Among hunters and gatherers, the power of women to give birth was great magic, but the main concern of males was success in the hunt. Initiation rites of passage into adulthood reflect these differences. Rites for girls focus on teaching and public affirmation of the girls' womanly status. Rites for boys are trials and tests. Girls move into womanhood naturally, proving it through processes over which they have no conscious control—menstruation and childbirth. Their “magic” is inborn and powerful. The role of males in procreation was not clear to these early humans and boys had to prove their manhood through action and conscious self-control. They had to separate themselves from childhood and particularly from the women who until then had had care of them. Their “magic” is based on courage to prepare them for the hunt.
Goddesses have been called by many names by different cultures and ages: Anath, Aphrodite, Arianrhod, Artemis, Aseneth, Astarte, Brighid, Ceres, Cybele, Demeter, Diana, Eostre, Freya, Gaia, Hera, Ishtar, Isis, Juno, Kali, Lilith, Ma'at, Mary, Minerva, Neith, Ostare, Persephone, Venus, Vesta, and many others.
The development of agriculture was the next big cultural step, starting about 11,000 years ago in the Middle East. Life became settled in villages, populations increased, and huntable game dwindled. The focus of religion was on fertility and death. The deity was a Goddess often visualized in three aspects: maiden, mother and crone. The Maiden represented youth, emerging sexuality, the huntress running with her hounds. The Mother symbolized feminine power, fertility, and nurturing. The Crone was wisdom, the compassion which comes from experience, and the one who guided us through the death experience.

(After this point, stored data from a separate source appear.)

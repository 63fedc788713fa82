//
//  git-providers
//  providers/gitee.rs
//
//  Created by Ngonidzashe Mangudya on 2026/01/12.
//  Copyright (c) 2025 IAMNGONI. All rights reserved.
//

//! # Gitee Adapter
//!
//! gitee.com through the v5 REST API with a bearer token. Gitee has no
//! webhook support here; the webhook operations report
//! [`ProviderError::Unsupported`].
//!
//! | Path after the repository | Effect |
//! |---------------------------|--------|
//! | `pulls/{n}` | `pr_number` |
//! | `tree/{branch}`, `commits/{branch}` | `branch` |
//! | `blob/{ref}/{path}` | `path`, plus `branch` (and `sha` for a full commit id) |
//! | `commit/{sha}` | `branch` and `sha` |

use async_trait::async_trait;
use serde::Deserialize;

use crate::api::common::{ProviderError, Result};
use crate::api::ApiClient;
use crate::auth::AuthCredential;
use crate::context::resolver::{is_full_sha, parse_pr_number, parse_static_git_context, path_segments};
use crate::context::{
    is_personal_namespace, GitBranch, GitNamespace, GitPullRequest, GitRepository, GitUser,
    ListOptions, RepositoryContextRequest, StaticGitContext,
};
use crate::providers::{resolve_namespace, web_url, GitProvider, MAX_PARENT_WALK_DEPTH};

const GITEE_API: &str = "https://gitee.com/api/v5";
const GITEE_HOST: &str = "gitee.com";

#[derive(Debug, Deserialize)]
struct User {
    id: u64,
    login: String,
    #[serde(default)]
    name: String,
    #[serde(default)]
    email: Option<String>,
}

#[derive(Debug, Deserialize)]
struct Namespace {
    path: String,
    #[serde(default)]
    name: String,
}

#[derive(Debug, Deserialize)]
struct Owner {
    login: String,
}

#[derive(Debug, Deserialize)]
struct Repo {
    name: String,
    html_url: String,
    #[serde(default)]
    default_branch: String,
    owner: Owner,
}

#[derive(Debug, Deserialize)]
struct Sha {
    sha: String,
}

#[derive(Debug, Deserialize)]
struct Branch {
    name: String,
    commit: Sha,
}

#[derive(Debug, Deserialize)]
struct PullHead {
    #[serde(rename = "ref")]
    reference: String,
    #[serde(default)]
    sha: String,
    repo: Repo,
}

#[derive(Debug, Deserialize)]
struct Pull {
    title: String,
    head: PullHead,
}

fn to_repository(repo: Repo) -> GitRepository {
    GitRepository {
        id: repo.name.clone(),
        name: repo.name,
        url: repo.html_url,
        branch: repo.default_branch,
        owner: repo.owner.login,
        source: GITEE_HOST.to_string(),
        ..Default::default()
    }
}

fn repo_path(owner: &str, name: &str) -> String {
    format!(
        "/repos/{}/{}",
        urlencoding::encode(owner),
        urlencoding::encode(name)
    )
}

/// gitee.com
#[derive(Debug, Clone)]
pub struct GiteeProvider {
    client: ApiClient,
}

impl GiteeProvider {
    /// `base_api_url` only exists to point the adapter at a test server.
    pub fn new(token: &str, base_api_url: Option<&str>) -> Result<Self> {
        let client = ApiClient::new(base_api_url.unwrap_or(GITEE_API))?
            .with_auth(AuthCredential::non_empty(token, AuthCredential::bearer))
            .with_header("Accept", "application/json");
        Ok(Self { client })
    }

    async fn list_branches(&self, owner: &str, name: &str) -> Result<Vec<GitBranch>> {
        let branches: Vec<Branch> = self
            .client
            .get(&format!("{}/branches", repo_path(owner, name)))
            .await?;
        Ok(branches
            .into_iter()
            .map(|b| GitBranch {
                name: b.name,
                sha: b.commit.sha,
            })
            .collect())
    }

    /// Lists commit ids reachable from `reference`, newest first, up to `limit`.
    async fn history(&self, owner: &str, name: &str, reference: &str, limit: usize) -> Result<Vec<String>> {
        let per_page = 100;
        let mut page = 1;
        let mut shas = Vec::new();

        while shas.len() < limit {
            let commits: Vec<Sha> = self
                .client
                .get(&format!(
                    "{}/commits?sha={}&page={page}&per_page={per_page}",
                    repo_path(owner, name),
                    urlencoding::encode(reference)
                ))
                .await?;
            let fetched = commits.len();
            shas.extend(commits.into_iter().map(|c| c.sha));
            if fetched < per_page {
                break;
            }
            page += 1;
        }

        shas.truncate(limit);
        Ok(shas)
    }
}

#[async_trait]
impl GitProvider for GiteeProvider {
    fn id(&self) -> &str {
        "gitee"
    }

    fn can_handle(&self, repo_url: &str) -> Result<bool> {
        let ctx = self.parse_static_git_context(repo_url)?;
        Ok(ctx.source == GITEE_HOST)
    }

    fn parse_static_git_context(&self, repo_url: &str) -> Result<StaticGitContext> {
        let mut ctx = parse_static_git_context(repo_url)?;
        let Some(path) = ctx.path.take() else {
            return Ok(ctx);
        };
        let parts = path_segments(&path);

        match parts.as_slice() {
            ["pulls", rest @ ..] => {
                ctx.pr_number = Some(parse_pr_number(repo_url, rest.first())?);
            }
            ["commit", sha, ..] => {
                ctx = ctx.with_commit(*sha);
            }
            ["commits" | "tree", branch, ..] => {
                ctx.branch = Some(branch.to_string());
            }
            ["blob", reference, rest @ ..] => {
                if is_full_sha(reference) {
                    ctx = ctx.with_commit(*reference);
                } else {
                    ctx.branch = Some(reference.to_string());
                }
                ctx.path = Some(rest.join("/"));
            }
            _ => ctx.path = Some(path),
        }

        Ok(ctx)
    }

    fn get_url_from_context(&self, request: &RepositoryContextRequest) -> String {
        let url = web_url(&request.url);

        if let Some(pr) = request.pr_number {
            return format!("{url}/pulls/{pr}");
        }

        let is_commit = request.branch.is_some() && request.branch == request.sha;
        match (
            request.branch.as_deref().filter(|b| !b.is_empty()),
            request.path.as_deref().filter(|p| !p.is_empty()),
        ) {
            (Some(reference), Some(path)) => format!("{url}/blob/{reference}/{path}"),
            (Some(sha), None) if is_commit => format!("{url}/commit/{sha}"),
            (Some(branch), None) => format!("{url}/tree/{branch}"),
            (None, Some(path)) => format!("{url}/blob/master/{path}"),
            (None, None) => url.to_string(),
        }
    }

    async fn get_namespaces(&self, _options: &ListOptions) -> Result<Vec<GitNamespace>> {
        let user = self.get_user().await?;
        let namespaces: Vec<Namespace> = self.client.get("/user/namespaces").await?;

        let mut result = vec![GitNamespace::personal(&user.username)];
        result.extend(
            namespaces
                .into_iter()
                .filter(|n| n.path != user.username)
                .map(|n| GitNamespace::new(n.path, n.name)),
        );
        Ok(result)
    }

    async fn get_repositories(
        &self,
        namespace: &str,
        options: &ListOptions,
    ) -> Result<Vec<GitRepository>> {
        let query = format!("page={}&per_page={}", options.page(), options.per_page());
        let path = if is_personal_namespace(namespace) {
            format!("/user/repos?type=owner&{query}")
        } else {
            format!("/orgs/{}/repos?{query}", urlencoding::encode(namespace))
        };
        let repos: Vec<Repo> = self.client.get(&path).await?;
        Ok(repos.into_iter().map(to_repository).collect())
    }

    async fn get_repo_branches(
        &self,
        repository_id: &str,
        namespace_id: &str,
        _options: &ListOptions,
    ) -> Result<Vec<GitBranch>> {
        let owner = resolve_namespace(self, namespace_id).await?;
        self.list_branches(&owner, repository_id).await
    }

    async fn get_repo_prs(
        &self,
        repository_id: &str,
        namespace_id: &str,
        options: &ListOptions,
    ) -> Result<Vec<GitPullRequest>> {
        let owner = resolve_namespace(self, namespace_id).await?;
        let pulls: Vec<Pull> = self
            .client
            .get(&format!(
                "{}/pulls?state=open&page={}&per_page={}",
                repo_path(&owner, repository_id),
                options.page(),
                options.per_page()
            ))
            .await?;

        Ok(pulls
            .into_iter()
            .map(|pr| {
                let source = to_repository(pr.head.repo);
                GitPullRequest {
                    name: pr.title,
                    branch: pr.head.reference,
                    sha: pr.head.sha,
                    source_repo_id: source.id,
                    source_repo_url: source.url,
                    source_repo_owner: source.owner,
                    source_repo_name: source.name,
                }
            })
            .collect())
    }

    async fn get_user(&self) -> Result<GitUser> {
        let user: User = self.client.get("/user").await?;
        Ok(GitUser {
            id: user.id.to_string(),
            username: user.login,
            name: user.name,
            // private emails come back as null
            email: user.email.unwrap_or_default(),
        })
    }

    async fn get_last_commit_sha(&self, ctx: &StaticGitContext) -> Result<String> {
        let mut path = format!("{}/commits?per_page=1", repo_path(&ctx.owner, &ctx.name));
        if let Some(reference) = ctx.sha.as_ref().or(ctx.branch.as_ref()) {
            path.push_str(&format!("&sha={}", urlencoding::encode(reference)));
        }
        let commits: Vec<Sha> = self.client.get(&path).await?;
        commits
            .into_iter()
            .next()
            .map(|c| c.sha)
            .ok_or_else(|| ProviderError::NotFound(format!("commits of {}", ctx.full_name())))
    }

    async fn get_branch_by_commit(&self, ctx: &StaticGitContext) -> Result<String> {
        let sha = ctx.sha.clone().unwrap_or_default();
        let branches = self.list_branches(&ctx.owner, &ctx.name).await?;

        for branch in branches {
            if branch.sha == sha {
                return Ok(branch.name);
            }
            match self
                .history(&ctx.owner, &ctx.name, &branch.name, MAX_PARENT_WALK_DEPTH)
                .await
            {
                Ok(history) if history.contains(&sha) => return Ok(branch.name),
                Ok(_) => {}
                Err(e) => tracing::warn!("skipping branch {}: {}", branch.name, e),
            }
        }

        Err(ProviderError::BranchNotFound { sha })
    }

    async fn get_default_branch(&self, ctx: &StaticGitContext) -> Result<String> {
        let repo: Repo = self.client.get(&repo_path(&ctx.owner, &ctx.name)).await?;
        Ok(repo.default_branch)
    }

    async fn get_pr_context(&self, ctx: &StaticGitContext) -> Result<StaticGitContext> {
        let Some(number) = ctx.pr_number else {
            return Ok(ctx.clone());
        };

        let pr: Pull = self
            .client
            .get(&format!("{}/pulls/{number}", repo_path(&ctx.owner, &ctx.name)))
            .await?;

        let mut resolved = ctx.clone();
        resolved.branch = Some(pr.head.reference);
        resolved.url = format!("{}.git", web_url(&pr.head.repo.html_url));
        resolved.id = pr.head.repo.name.clone();
        resolved.name = pr.head.repo.name;
        resolved.owner = pr.head.repo.owner.login;
        Ok(resolved)
    }

    async fn get_commits_range(
        &self,
        repo: &GitRepository,
        initial_sha: &str,
        current_sha: &str,
    ) -> Result<usize> {
        let history = self
            .history(&repo.owner, &repo.name, current_sha, MAX_PARENT_WALK_DEPTH)
            .await?;
        history
            .iter()
            .position(|sha| sha == initial_sha)
            .ok_or_else(|| ProviderError::NotFound(format!("{initial_sha} in the history of {current_sha}")))
    }
}

#[cfg(test)]
mod tests {
    use super::*;

    fn provider() -> GiteeProvider {
        GiteeProvider::new("", None).unwrap()
    }

    #[test]
    fn test_can_handle() {
        let p = provider();
        assert!(p.can_handle("https://gitee.com/user/repo").unwrap());
        assert!(p.can_handle("git@gitee.com:user/repo.git").unwrap());
        assert!(!p.can_handle("https://github.com/user/repo").unwrap());
    }

    #[test]
    fn test_parse_forms() {
        let p = provider();

        let ctx = p.parse_static_git_context("https://gitee.com/owner/repo1").unwrap();
        assert_eq!(ctx.url, "https://gitee.com/owner/repo1.git");
        assert!(ctx.branch.is_none());

        let ctx = p
            .parse_static_git_context("https://gitee.com/owner/repo1/tree/dev")
            .unwrap();
        assert_eq!(ctx.branch.as_deref(), Some("dev"));

        let ctx = p
            .parse_static_git_context("https://gitee.com/owner/repo1/commit/abc123")
            .unwrap();
        assert_eq!(ctx.sha.as_deref(), Some("abc123"));
        assert!(ctx.is_commit_ref());

        let ctx = p
            .parse_static_git_context("https://gitee.com/owner/repo1/pulls/42")
            .unwrap();
        assert_eq!(ctx.pr_number, Some(42));

        let ctx = p
            .parse_static_git_context("https://gitee.com/owner/repo1/blob/dev/src/main.rs")
            .unwrap();
        assert_eq!(ctx.branch.as_deref(), Some("dev"));
        assert!(ctx.sha.is_none());
        assert_eq!(ctx.path.as_deref(), Some("src/main.rs"));
    }

    #[test]
    fn test_url_from_context() {
        let p = provider();
        let mut request = RepositoryContextRequest::new("https://gitee.com/owner/repo.git");
        request.path = Some("README.md".to_string());
        assert_eq!(
            p.get_url_from_context(&request),
            "https://gitee.com/owner/repo/blob/master/README.md"
        );

        for url in [
            "https://gitee.com/owner/repo/tree/dev",
            "https://gitee.com/owner/repo/commit/abc",
            "https://gitee.com/owner/repo/blob/dev/a/b.rs",
            "https://gitee.com/owner/repo/pulls/1",
        ] {
            let ctx = p.parse_static_git_context(url).unwrap();
            assert_eq!(
                p.get_url_from_context(&RepositoryContextRequest::from_context(&ctx)),
                url
            );
        }
    }

    #[tokio::test]
    async fn test_get_repositories_for_personal_namespace() {
        let mut server = mockito::Server::new_async().await;
        server
            .mock("GET", "/user/repos?type=owner&page=1&per_page=100")
            .match_header("authorization", "Bearer token")
            .with_body(
                r#"[{"name": "repo1", "html_url": "https://gitee.com/user/repo1",
                     "default_branch": "main", "owner": {"login": "user"}}]"#,
            )
            .create_async()
            .await;

        let p = GiteeProvider::new("token", Some(&server.url())).unwrap();
        let repos = p
            .get_repositories(crate::context::PERSONAL_NAMESPACE_ID, &ListOptions::default())
            .await
            .unwrap();
        assert_eq!(repos.len(), 1);
        assert_eq!(repos[0].branch, "main");
        assert_eq!(repos[0].url, "https://gitee.com/user/repo1");
        assert_eq!(repos[0].owner, "user");
    }

    #[tokio::test]
    async fn test_webhooks_unsupported() {
        let repo = GitRepository::default();
        let err = provider()
            .register_prebuild_webhook(&repo, "https://hook")
            .await
            .unwrap_err();
        assert!(err.is_unsupported());
    }
}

But the goddess was triple in three ways. She was also goddess of the earth, the sky and the underworld, and each of these three aspects had the three aspects of maiden, mother and crone. Thus she had nine aspects overall and was depicted often as an ennead rather than a triad. The goddess of the earth was goddess of the three seasons, spring, summer and winter—the ancients not seeing autumn. The sky goddess was the moon in each of its phases, new, full and waning. The goddess of the underworld was the goddess of procreation, birth and death.
Marija Gimbutas, an Eastern European archaeologist, wrote most extensively on goddesses in ancient sites. She aimed to “reconstruct” the religious symbols and iconography of “the Goddess” in Neolithic artefacts (8000-3000 BC). Our ancestors, she says, had “a complex symbolic system formulated around the worship of the Goddess in her various aspects”. These societies were matrilineal, and peaceful.
Paleolithic and Neolithic symbols and images cluster around a self-generating Goddess and her basic functions of Giver-of- Life, Wielder-of-Death, and as Regeneratrix… The religion of the Goddess reflected a matristic, matrilineal, and endogamic social order for most of early human history. This was not necessarily “matriarchy” … The emphasis in these cultures was on technologies that nourished people's lives, in contrast to the androcratic focus on domination…
Marija Gimbutas sees two principal religious systems in human development: the matristic gylanic or peaceful goddess society, and the androcratic or belligerent patriarchies. The matristic gylanic symbols are further divided into subsystems according to the function of the goddess as Life-giving, Renewing and Eternal Earth, Death and Regeneration, or Energy and Unfolding.
As all life flows from water, Gimbutas claims it is the Mother Goddess as the Life-Giver. Gimbutas says the earliest symbol in human history, the zig-zag, drawn by Neanderthals around 40,000 BC is also water. “M” (Mother) and W (Woman) are zig-zags standing originally for water. The “M” is found on water containers. The chevron and “v” symbols, are variants of this and also stand for the Bird Goddess. It is conjectured that the “V” is the pubic triangle and is found on many bird figurines seemingly identifying birds as feminine. It first arose in the 7th millennium BC on painted pottery, and was then found in the 6th millennium.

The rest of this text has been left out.